Anja Solitária
9 Um dia mais calmo
Notas iniciais
Os três me abraçaram tão forte que eu me senti amparada, protegida, amada novamente, mas eu não conseguia mais falar, só o que eu queria era chorar.
Depois de tanto chorar, respirei fundo e sequei minhas lagrimas. Eu já me sentia mais calma e não mais tão triste. Quando levantei meu olhar vi que meus amigos ainda estavam preocupados. Sorri para eles que sorriram para mim. Quando me dei conta já passava das 21:00 então decidimos que seria melhor irmos dormir e pela primeira vez em meses tive um sonho bom.
Acordei ainda desnorteada e com a cabeça palpitando, deve ter sido de tanto ter chorado ontem. Levantei-me e olhei para o calendário na parede do lado e percebi que hoje ia ser um dia bem preocupante. Fui fazer minha higiene matinal, para depois encher minha banheira e me afundar nela, e a água estava tão fria que senti meu corpo inteiro se arrepiar, mas não liguei para o choque térmico. Sai do banho e me sequei, para depois colocar um vestido de alcinha branco e ir fazer o café. Quando cheguei na cozinha vi um milagre, estava Teito, Ikuto e Natsume fazendo o café; para quem é o ultimo a acordar, Natsume me surpreendeu.

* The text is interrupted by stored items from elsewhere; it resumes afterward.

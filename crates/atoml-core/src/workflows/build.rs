use super::features::generate_sets;
use crate::core::models::dataset::Dataset;
use crate::engine::builder::{BuildInput, BuildOutput, ModelBuilder};
use crate::engine::config::BuildConfig;
use crate::engine::error::EngineError;
use crate::engine::progress::ProgressReporter;
use crate::engine::split::train_test_split;
use tracing::{info, instrument};

#[instrument(skip_all, name = "build_workflow")]
pub fn run(
    dataset: &Dataset,
    config: &BuildConfig,
    reporter: &ProgressReporter,
) -> Result<BuildOutput, EngineError> {
    let split = train_test_split(dataset.len(), &config.split)?;
    let train_set = dataset.subset(&split.train);
    let test_set = dataset.subset(&split.test);
    info!(
        train = train_set.len(),
        test = test_set.len(),
        "Starting model-building workflow."
    );

    let matrices = generate_sets(
        &config.features.kinds,
        dataset.structures(),
        &[train_set.structures(), test_set.structures()],
        reporter,
    )?;
    let [train, test] = <[_; 2]>::try_from(matrices)
        .map_err(|_| EngineError::Internal("expected two feature matrices".into()))?;

    let (train_ids, test_ids) = (train_set.ids(), test_set.ids());
    let output = ModelBuilder::new(&config.builder, reporter).build(BuildInput {
        train: &train,
        train_target: train_set.targets(),
        train_ids: &train_ids,
        test: &test,
        test_target: test_set.targets(),
        test_ids: &test_ids,
    })?;
    info!(
        selected = output.report.selected_features,
        names = ?output.train.names(),
        "Model building finished."
    );
    Ok(output)
}

#[cfg(test)]
mod tests {
    use super::*;
    use crate::core::features::generator::FeatureKind;
    use crate::engine::config::{BuildConfigBuilder, BuilderConfig, FeatureConfig, SplitConfig};
    use crate::workflows::features::tests::molecules;

    #[test]
    fn build_reduces_expanded_feature_space() {
        let config = BuildConfigBuilder::new()
            .features(FeatureConfig {
                kinds: vec![FeatureKind::EigenSpectrum],
                clean_zero: true,
                standardize: true,
            })
            .split(SplitConfig {
                test_fraction: 0.25,
                seed: 11,
                shuffle: true,
            })
            .builder(BuilderConfig {
                optimize: false,
                initial_prediction: false,
                size: Some(3),
                ..BuilderConfig::default()
            })
            .build()
            .unwrap();
        let dataset = molecules(20);
        let output = run(&dataset, &config, &ProgressReporter::new()).unwrap();

        assert_eq!(output.report.original_features, 3);
        assert_eq!(output.report.expanded_features, Some(27));
        assert_eq!(output.report.selected_features, 3);
        assert_eq!(output.train.nrows(), 15);
        assert_eq!(output.test.nrows(), 5);
        assert_eq!(output.train.names(), output.test.names());
    }
}
use super::element::{Element, ElementError};
use nalgebra::Point3;
use std::collections::BTreeMap;
use std::fmt;
use thiserror::Error;

#[derive(Debug, Error, Clone, PartialEq, Eq)]
pub enum StructureError {
    #[error("Neighbour list has {entries} entries for {atoms} atoms")]
    NeighborListLength { entries: usize, atoms: usize },
    #[error("Neighbour index {index} is out of range for {atoms} atoms")]
    NeighborOutOfRange { index: usize, atoms: usize },
}

/// A single atom: its element and Cartesian position in Angstroms.
#[derive(Debug, Clone, Copy, PartialEq)]
pub struct Atom {
    /// Atomic number of the element.
    pub number: u8,
    /// Position in Angstroms.
    pub position: Point3<f64>,
}

impl Atom {
    pub fn new(number: u8, position: Point3<f64>) -> Self {
        Self { number, position }
    }

    /// Creates an atom from an element symbol.
    pub fn from_symbol(symbol: &str, position: Point3<f64>) -> Result<Self, ElementError> {
        let element = Element::by_symbol(symbol)?;
        Ok(Self::new(element.number, position))
    }

    /// Static element data for this atom.
    pub fn element(&self) -> Result<&'static Element, ElementError> {
        Element::by_number(self.number)
    }
}

/// A value stored in a structure's info record.
#[derive(Debug, Clone, PartialEq)]
pub enum InfoValue {
    Float(f64),
    Int(i64),
    Bool(bool),
    Text(String),
}

impl InfoValue {
    /// Numeric view of the value; integers are widened, other kinds yield `None`.
    pub fn as_f64(&self) -> Option<f64> {
        match self {
            InfoValue::Float(v) => Some(*v),
            InfoValue::Int(v) => Some(*v as f64),
            _ => None,
        }
    }

    /// Parses a raw token, preferring integer, then float, then boolean, then text.
    pub fn parse(raw: &str) -> Self {
        if let Ok(v) = raw.parse::<i64>() {
            return InfoValue::Int(v);
        }
        if let Ok(v) = raw.parse::<f64>() {
            return InfoValue::Float(v);
        }
        match raw.to_ascii_lowercase().as_str() {
            "true" | "t" => InfoValue::Bool(true),
            "false" | "f" => InfoValue::Bool(false),
            _ => InfoValue::Text(raw.to_string()),
        }
    }
}

/// Renders the value so that [`InfoValue::parse`] (or a quoted read) restores it.
///
/// Floats use the shortest representation that parses back to the same bits and always
/// carry a decimal point or exponent. Text is quoted whenever it would otherwise read
/// back as another kind.
impl fmt::Display for InfoValue {
    fn fmt(&self, f: &mut fmt::Formatter<'_>) -> fmt::Result {
        match self {
            InfoValue::Float(v) => write!(f, "{:?}", v),
            InfoValue::Int(v) => write!(f, "{}", v),
            InfoValue::Bool(v) => write!(f, "{}", if *v { "T" } else { "F" }),
            InfoValue::Text(v) if needs_quotes(v) => write!(f, "\"{}\"", v),
            InfoValue::Text(v) => f.write_str(v),
        }
    }
}

fn needs_quotes(text: &str) -> bool {
    text.is_empty()
        || text.contains(|c: char| c.is_whitespace() || c == '=')
        || !matches!(InfoValue::parse(text), InfoValue::Text(_))
}

/// An atomistic structure together with its key-value record.
///
/// The info map carries everything that is not geometry, most importantly the
/// scalar targets (e.g. `energy`) that regression models are trained against.
#[derive(Debug, Clone, PartialEq, Default)]
pub struct Structure {
    unique_id: String,
    atoms: Vec<Atom>,
    info: BTreeMap<String, InfoValue>,
    neighborlist: Option<Vec<Vec<usize>>>,
}

impl Structure {
    pub fn new(unique_id: &str) -> Self {
        Self {
            unique_id: unique_id.to_string(),
            ..Self::default()
        }
    }

    pub fn with_atoms(unique_id: &str, atoms: Vec<Atom>) -> Self {
        Self {
            unique_id: unique_id.to_string(),
            atoms,
            ..Self::default()
        }
    }

    pub fn unique_id(&self) -> &str {
        &self.unique_id
    }

    pub fn set_unique_id(&mut self, unique_id: &str) {
        self.unique_id = unique_id.to_string();
    }

    pub fn atoms(&self) -> &[Atom] {
        &self.atoms
    }

    pub fn push_atom(&mut self, atom: Atom) {
        self.atoms.push(atom);
        self.neighborlist = None;
    }

    pub fn len(&self) -> usize {
        self.atoms.len()
    }

    pub fn is_empty(&self) -> bool {
        self.atoms.is_empty()
    }

    pub fn numbers(&self) -> Vec<u8> {
        self.atoms.iter().map(|a| a.number).collect()
    }

    pub fn positions(&self) -> Vec<Point3<f64>> {
        self.atoms.iter().map(|a| a.position).collect()
    }

    /// Chemical symbols in atom order; unknown atomic numbers are rendered as `X`.
    pub fn symbols(&self) -> Vec<&'static str> {
        self.atoms
            .iter()
            .map(|a| a.element().map(|e| e.symbol).unwrap_or("X"))
            .collect()
    }

    /// Distance in Angstroms between atoms `i` and `j`.
    ///
    /// # Panics
    ///
    /// Panics if either index is out of bounds.
    pub fn distance(&self, i: usize, j: usize) -> f64 {
        (self.atoms[i].position - self.atoms[j].position).norm()
    }

    pub fn info(&self) -> &BTreeMap<String, InfoValue> {
        &self.info
    }

    pub fn info_value(&self, key: &str) -> Option<&InfoValue> {
        self.info.get(key)
    }

    pub fn set_info(&mut self, key: &str, value: InfoValue) {
        self.info.insert(key.to_string(), value);
    }

    /// Numeric value of an info key, used as a regression target.
    ///
    /// Returns `None` if the key is absent or does not hold a number.
    pub fn target(&self, key: &str) -> Option<f64> {
        self.info.get(key).and_then(InfoValue::as_f64)
    }

    /// Neighbour list supplied with the structure, if any.
    pub fn neighborlist(&self) -> Option<&[Vec<usize>]> {
        self.neighborlist.as_deref()
    }

    /// Attaches a precomputed neighbour list.
    ///
    /// The list must have one entry per atom; entries referencing atoms outside the
    /// structure are rejected.
    pub fn set_neighborlist(
        &mut self,
        neighborlist: Vec<Vec<usize>>,
    ) -> Result<(), StructureError> {
        let atoms = self.atoms.len();
        if neighborlist.len() != atoms {
            return Err(StructureError::NeighborListLength {
                entries: neighborlist.len(),
                atoms,
            });
        }
        if let Some(&index) = neighborlist.iter().flatten().find(|&&j| j >= atoms) {
            return Err(StructureError::NeighborOutOfRange { index, atoms });
        }
        self.neighborlist = Some(neighborlist);
        Ok(())
    }
}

Demorou um pouco para me perceberem na cozinha e quando me viram com uma cara mais surpresa que a de quando os conheci, ficaram um pouco preocupados, mas antes que pudessem dizer alguma coisa eu comecei a rir, espantando ainda mais o trio de cozinheiros.
— O que fizeram com vocês? — perguntei entre risos. — Estou presenciando um milagre, todos juntos acordados fazendo café! — disse tentando não chorar de tanto rir e ao perceberem o porque da minha cara de surpresa começaram a rir também e isso foi muito bom, pois consegui me sentir mais viva.
— Realmente isso está muito estanho, até eu estou acordado há essa hora. Nunca pensei que isso fosse acontecer. — falou Natsume cessando a crise de risos de todos e com uma caixa de suco em mãos.
— Mas como todos nós acabamos acordando cedo pensamos em fazer o café, até porque é você que sempre faz. — disse Teito com uma frigideira com ovos e bacon.
— De toda forma, vou ajudá-los. Vamos, me passe a frigideira, Teito! — disse pegando a frigideira que por pouco não queimava tudo, mas consegui dar um jeito.
— É muito bom ter todos assim juntos, parecemos uma grande famí... — disse Ikuto sendo impedido por Teito que tampou sua boca para não dizer o resto da frase e assim que ele percebeu o que ia falar se calou.
O olhei sabendo o porquê daquilo e apenas sorri e disse com uma voz mais calorosa que eu mesma poderia imaginar.
— É verdade somos como uma grande família, e isso me felicita muito. — falei deixando um enorme sorriso escapar no final fazendo os meninos me olharem e corarem violentamente para depois desviarem o rosto e voltarem a fazer o café.
Quando finalmente terminamos de preparar o almoço/café, decidi dar uma saída para tratar de um assunto, pois mesmo tendo começado cedo Natsume e Teito começaram a fazer bagunça, como derramar o suco, quebrar um prato e no final eu e Ikuto expulsamos os dois da cozinha e só terminamos na hora do almoço, mas mesmo assim foi divertido.
— Mina, vou sair agora, tentem não bagunçar a casa e se bagunçarem... – ameacei-os apenas com o olhar, com uma aura assassina fazendo-os entender. Eles se encolheram com cara de "imagina se que nós bagunçaríamos alguma coisa", entendendo bem o recado. Assim que dei as costas senti alguém segurar minha mão e ao olhar, era Ikuto.
— Tenha cuidado, não faz muito tempo desde nosso ultimo confronto, Kisho pode voltar a qualquer momento. — disse ele cheio de preocupação. — E, além disso, há muitos pervertidos por ai, tem certeza que não quer nossa companhia? — perguntou. Eu vi que os outros também estavam me olhando com cara de preocupados.
— O que eu tenho pra fazer hoje é complicado, mas gostaria muito que viessem comigo, gostaria que "eles" os conhecessem. — disse ao trio com um pequeno sorriso e eles assentiram em vir, até porque era mais seguro e estavam curiosos para saber aonde eu ia e quem eram "eles".
Na estação de trem comprei quatro passagens para nosso destino e seguimos nosso caminho, o qual vai suspreender muito esses meus amigos.